- **Problem to solve**
Provide the number of lines in the entries below containing "location", with no further words.

(Collected data entries)

[Start of section]

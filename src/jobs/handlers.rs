use axum::{
    extract::{Path, Query, State},
    routing::{delete, get, patch, post},
    Json, Router,
};
use tracing::{info, instrument, warn};
use uuid::Uuid;

use crate::{
    auth::{extractors::AuthUser, repo::User},
    error::{ApiError, ApiResult},
    jobs::{
        dto::{
            ApplicantData, ApplyRequest, DeletedResponse, FilterQuery, JobFields,
            UpdateStatusRequest,
        },
        repo::{ApplicantRow, Application, Job, JobStatus, NewJob},
    },
    state::AppState,
    validate::is_valid_zipcode,
};

pub fn job_routes() -> Router<AppState> {
    Router::new()
        .route("/create", post(create_job))
        .route("/all", get(list_jobs))
        .route("/filter", get(filter_jobs))
        .route("/:id", get(get_job))
        .route("/update/:id", patch(edit_job))
        .route("/:id/status", patch(update_job_status))
        .route("/apply/:id", post(apply_to_job))
        .route("/:id/applicants", get(job_applicants))
        .route("/delete/:id", delete(delete_job))
}

/// Field checks shared by create and edit. One catch-all message,
/// matching the client contract.
fn validated_fields<'a>(
    body: &'a JobFields,
    fallback_creator: &'a str,
) -> ApiResult<NewJob<'a>> {
    let (Some(title), Some(description), Some(payment), Some(zipcode)) = (
        body.title.as_deref(),
        body.description.as_deref(),
        body.payment,
        body.zipcode.as_deref(),
    ) else {
        return Err(ApiError::validation("Please fill all fields correctly"));
    };
    if title.is_empty() || description.is_empty() || zipcode.len() < 5 || payment < 0.0 {
        return Err(ApiError::validation("Please fill all fields correctly"));
    }
    Ok(NewJob {
        title,
        creator: body.creator.as_deref().unwrap_or(fallback_creator),
        description,
        description_images: &body.description_images,
        location: zipcode,
        payment,
    })
}

#[instrument(skip(state, auth, body))]
pub async fn create_job(
    State(state): State<AppState>,
    auth: AuthUser,
    Json(body): Json<JobFields>,
) -> ApiResult<Json<Job>> {
    let fields = validated_fields(&body, &auth.0.name)?;

    let user = User::find_by_id(&state.db, auth.0.sub)
        .await?
        .ok_or_else(|| ApiError::not_found("User not found"))?;

    let job = Job::create(&state.db, user.id, fields).await?;
    info!(job_id = %job.id, user_id = %user.id, "job created");
    Ok(Json(job))
}

#[instrument(skip(state, _auth))]
pub async fn list_jobs(State(state): State<AppState>, _auth: AuthUser) -> ApiResult<Json<Vec<Job>>> {
    let jobs = Job::find_all(&state.db).await?;
    Ok(Json(jobs))
}

#[instrument(skip(state, _auth))]
pub async fn filter_jobs(
    State(state): State<AppState>,
    _auth: AuthUser,
    Query(q): Query<FilterQuery>,
) -> ApiResult<Json<Vec<Job>>> {
    if let Some(zip) = q.zipcode.as_deref() {
        if !is_valid_zipcode(zip) {
            return Err(ApiError::validation("Invalid zipcode format"));
        }
    }
    let status = match q.status.as_deref() {
        Some(s) => Some(
            s.parse::<JobStatus>()
                .map_err(|_| ApiError::validation("Invalid status value"))?,
        ),
        None => None,
    };

    let jobs = match (q.zipcode.as_deref(), status) {
        (Some(zip), None) => Job::find_by_zip(&state.db, zip).await?,
        (zip, status) => Job::filter(&state.db, zip, status).await?,
    };
    Ok(Json(jobs))
}

#[instrument(skip(state, _auth))]
pub async fn get_job(
    State(state): State<AppState>,
    _auth: AuthUser,
    Path(id): Path<Uuid>,
) -> ApiResult<Json<Job>> {
    let job = Job::find_by_id(&state.db, id)
        .await?
        .ok_or_else(|| ApiError::not_found("Job not found"))?;
    Ok(Json(job))
}

#[instrument(skip(state, auth, body))]
pub async fn edit_job(
    State(state): State<AppState>,
    auth: AuthUser,
    Path(id): Path<Uuid>,
    Json(body): Json<JobFields>,
) -> ApiResult<Json<Job>> {
    let fields = validated_fields(&body, &auth.0.name)?;
    let job = Job::edit(&state.db, id, fields)
        .await?
        .ok_or_else(|| ApiError::not_found("Job not found"))?;
    info!(job_id = %job.id, user_id = %auth.0.sub, "job listing edited");
    Ok(Json(job))
}

#[instrument(skip(state, _auth, body))]
pub async fn update_job_status(
    State(state): State<AppState>,
    _auth: AuthUser,
    Path(id): Path<Uuid>,
    Json(body): Json<UpdateStatusRequest>,
) -> ApiResult<Json<Job>> {
    let status = body
        .status
        .as_deref()
        .ok_or_else(|| ApiError::validation("Please provide a job ID and status"))?
        .parse::<JobStatus>()
        .map_err(|_| ApiError::validation("Invalid status value"))?;

    let job = Job::update_status(&state.db, id, status)
        .await?
        .ok_or_else(|| ApiError::not_found("Job not found"))?;
    info!(job_id = %job.id, status = %status, "job status updated");
    Ok(Json(job))
}

#[instrument(skip(state, auth, body))]
pub async fn apply_to_job(
    State(state): State<AppState>,
    auth: AuthUser,
    Path(id): Path<Uuid>,
    Json(body): Json<ApplyRequest>,
) -> ApiResult<Json<Application>> {
    let message = body
        .message
        .as_deref()
        .filter(|m| !m.trim().is_empty())
        .ok_or_else(|| ApiError::validation("Message is required"))?;

    let job = Job::find_by_id(&state.db, id)
        .await?
        .ok_or_else(|| ApiError::not_found("Job not found"))?;
    let user = User::find_by_id(&state.db, auth.0.sub)
        .await?
        .ok_or_else(|| ApiError::not_found("User not found"))?;

    if Application::find_by_user_and_job(&state.db, user.id, job.id)
        .await?
        .is_some()
    {
        warn!(user_id = %user.id, job_id = %job.id, "duplicate application");
        return Err(ApiError::conflict("User has already applied to this job"));
    }

    let app = Application::apply(&state.db, user.id, job.id, message).await?;
    info!(application_id = %app.id, user_id = %user.id, job_id = %job.id, "application created");
    Ok(Json(app))
}

#[instrument(skip(state, _auth))]
pub async fn job_applicants(
    State(state): State<AppState>,
    _auth: AuthUser,
    Path(id): Path<Uuid>,
) -> ApiResult<Json<Vec<ApplicantData>>> {
    Job::find_by_id(&state.db, id)
        .await?
        .ok_or_else(|| ApiError::not_found("Job not found"))?;

    let applications = Application::list_for_job(&state.db, id).await?;
    if applications.is_empty() {
        return Err(ApiError::not_found("No applications found"));
    }

    let rows = ApplicantRow::for_job(&state.db, id).await?;
    let data = rows
        .into_iter()
        .map(|r| ApplicantData {
            name: format!("{} {}", r.first_name, r.last_name),
            email: r.email,
            phone: r.phone,
            date_applied: r.date_applied,
            message: r.message,
        })
        .collect();
    Ok(Json(data))
}

#[instrument(skip(state, auth))]
pub async fn delete_job(
    State(state): State<AppState>,
    auth: AuthUser,
    Path(id): Path<Uuid>,
) -> ApiResult<Json<DeletedResponse>> {
    if !Job::delete(&state.db, id).await? {
        return Err(ApiError::not_found("Job not found"));
    }
    info!(job_id = %id, user_id = %auth.0.sub, "job deleted");
    Ok(Json(DeletedResponse {
        message: "Job deleted".into(),
    }))
}

#[cfg(test)]
mod tests {
    use super::*;

    fn base_fields() -> JobFields {
        JobFields {
            title: Some("Mow lawn".into()),
            description: Some("Front and back yard".into()),
            description_images: vec![],
            payment: Some(100.0),
            zipcode: Some("90210".into()),
            creator: None,
        }
    }

    #[test]
    fn validated_fields_accepts_complete_body() {
        let body = base_fields();
        let new = validated_fields(&body, "Ada").expect("valid");
        assert_eq!(new.title, "Mow lawn");
        assert_eq!(new.location, "90210");
        assert_eq!(new.creator, "Ada", "creator falls back to the token name");
    }

    #[test]
    fn validated_fields_rejects_short_zipcode() {
        let mut body = base_fields();
        body.zipcode = Some("1234".into());
        assert!(validated_fields(&body, "Ada").is_err());
    }

    #[test]
    fn validated_fields_rejects_negative_payment() {
        let mut body = base_fields();
        body.payment = Some(-5.0);
        assert!(validated_fields(&body, "Ada").is_err());
    }

    #[test]
    fn validated_fields_rejects_missing_title() {
        let mut body = base_fields();
        body.title = None;
        assert!(validated_fields(&body, "Ada").is_err());
    }

    #[test]
    fn validated_fields_prefers_explicit_creator() {
        let mut body = base_fields();
        body.creator = Some("Grace H".into());
        let new = validated_fields(&body, "Ada").expect("valid");
        assert_eq!(new.creator, "Grace H");
    }
}
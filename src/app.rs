use crate::state::AppState;
use crate::{auth, jobs, profile};
use axum::{routing::get, Router};
use std::net::SocketAddr;
use tower_http::{cors::CorsLayer, trace::TraceLayer};

pub fn build_app(state: AppState) -> Router {
    Router::new()
        .nest(
            "/api",
            Router::new()
                .merge(auth::router())
                .merge(jobs::router())
                .merge(profile::router())
                .route("/health", get(|| async { "ok" })),
        )
        .with_state(state)
        .layer(CorsLayer::permissive())
        .layer(
            TraceLayer::new_for_http()
                .make_span_with(|req: &axum::http::Request<_>| {
                    let method = req.method().clone();
                    let uri = req.uri().clone();
                    tracing::info_span!("http_request", %method, uri = %uri)
                })
                .on_response(
                    |res: &axum::http::Response<_>,
                     _latency: std::time::Duration,
                     span: &tracing::Span| {
                        let status = res.status();
                        span.record("status", tracing::field::display(status));
                        if status.is_server_error() {
                            tracing::error!(%status, "response");
                        } else {
                            tracing::info!(%status, "response");
                        }
                    },
                ),
        )
}

pub async fn serve(app: Router) -> anyhow::Result<()> {
    let addr: SocketAddr = format!(
        "{}:{}",
        std::env::var("APP_HOST").unwrap_or_else(|_| "0.0.0.0".into()),
        std::env::var("APP_PORT").unwrap_or_else(|_| "8080".into())
    )
    .parse()?;

    tracing::info!("listening on {}", addr);
    let listener = tokio::net::TcpListener::bind(addr).await?;
    axum::serve(listener, app).await?;
    Ok(())
}
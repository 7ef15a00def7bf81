use lazy_static::lazy_static;
use regex::Regex;
use time::{format_description::FormatItem, macros::format_description, Date};

pub const DATE_FORMAT: &[FormatItem<'static>] = format_description!("[year]-[month]-[day]");

pub fn is_valid_email(email: &str) -> bool {
    lazy_static! {
        static ref EMAIL_RE: Regex = Regex::new(r"^[^@\s]+@[^@\s]+\.[^@\s]+$").unwrap();
    }
    EMAIL_RE.is_match(email)
}

/// Strict 5-digit form, used by the job filter.
pub fn is_valid_zipcode(zip: &str) -> bool {
    lazy_static! {
        static ref ZIP_RE: Regex = Regex::new(r"^\d{5}$").unwrap();
    }
    ZIP_RE.is_match(zip)
}

pub fn parse_birthdate(s: &str) -> Option<Date> {
    Date::parse(s, DATE_FORMAT).ok()
}

#[cfg(test)]
mod tests {
    use super::*;

    #[test]
    fn email_accepts_plain_addresses() {
        assert!(is_valid_email("a@b.co"));
        assert!(is_valid_email("first.last@example.org"));
    }

    #[test]
    fn email_rejects_garbage() {
        assert!(!is_valid_email("not-an-email"));
        assert!(!is_valid_email("a b@c.d"));
        assert!(!is_valid_email("@missing.local"));
    }

    #[test]
    fn zipcode_requires_exactly_five_digits() {
        assert!(is_valid_zipcode("90210"));
        assert!(!is_valid_zipcode("1234"));
        assert!(!is_valid_zipcode("123456"));
        assert!(!is_valid_zipcode("9021a"));
        assert!(!is_valid_zipcode(""));
    }

    #[test]
    fn birthdate_parses_iso_dates() {
        let d = parse_birthdate("1990-04-17").expect("valid date");
        assert_eq!(d.to_string(), "1990-04-17");
        assert!(parse_birthdate("17/04/1990").is_none());
        assert!(parse_birthdate("1990-13-01").is_none());
    }
}
use crate::state::AppState;
use axum::Router;

pub mod handlers;
pub mod repo;

pub fn router() -> Router<AppState> {
    Router::new().nest("/profile", handlers::profile_routes())
}
use serde::Serialize;
use sqlx::{FromRow, PgPool};
use time::OffsetDateTime;
use uuid::Uuid;

use crate::jobs::repo::JobStatus;

/// One of the user's applications joined with its job. Applications
/// whose job has been deleted fall out of the join rather than erroring.
#[derive(Debug, Serialize, FromRow)]
#[serde(rename_all = "camelCase")]
pub struct AppDataRow {
    pub title: String,
    pub creator: String,
    #[serde(with = "time::serde::rfc3339")]
    pub date_applied: OffsetDateTime,
    pub status: JobStatus,
    pub message: String,
}

impl AppDataRow {
    pub async fn for_user(db: &PgPool, user_id: Uuid) -> anyhow::Result<Vec<AppDataRow>> {
        let rows = sqlx::query_as::<_, AppDataRow>(
            r#"
            SELECT j.title, j.creator, a.date_applied, j.status, a.message
            FROM applications a
            JOIN jobs j ON j.id = a.job_id
            WHERE a.user_id = $1
            ORDER BY a.date_applied ASC
            "#,
        )
        .bind(user_id)
        .fetch_all(db)
        .await?;
        Ok(rows)
    }
}

/// One of the user's created jobs with its applicant count.
#[derive(Debug, Serialize, FromRow)]
#[serde(rename_all = "camelCase")]
pub struct JobsDataRow {
    pub title: String,
    pub description: String,
    pub status: JobStatus,
    #[serde(with = "time::serde::rfc3339")]
    pub date_created: OffsetDateTime,
    pub applicants: i32,
    pub id: Uuid,
}

impl JobsDataRow {
    pub async fn for_user(db: &PgPool, user_id: Uuid) -> anyhow::Result<Vec<JobsDataRow>> {
        let rows = sqlx::query_as::<_, JobsDataRow>(
            r#"
            SELECT j.title, j.description, j.status, j.date_created,
                   cardinality(j.applicants) AS applicants, j.id
            FROM jobs j
            WHERE j.created_by = $1
            ORDER BY j.date_created DESC
            "#,
        )
        .bind(user_id)
        .fetch_all(db)
        .await?;
        Ok(rows)
    }
}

[End of section]

- **Finished task**
2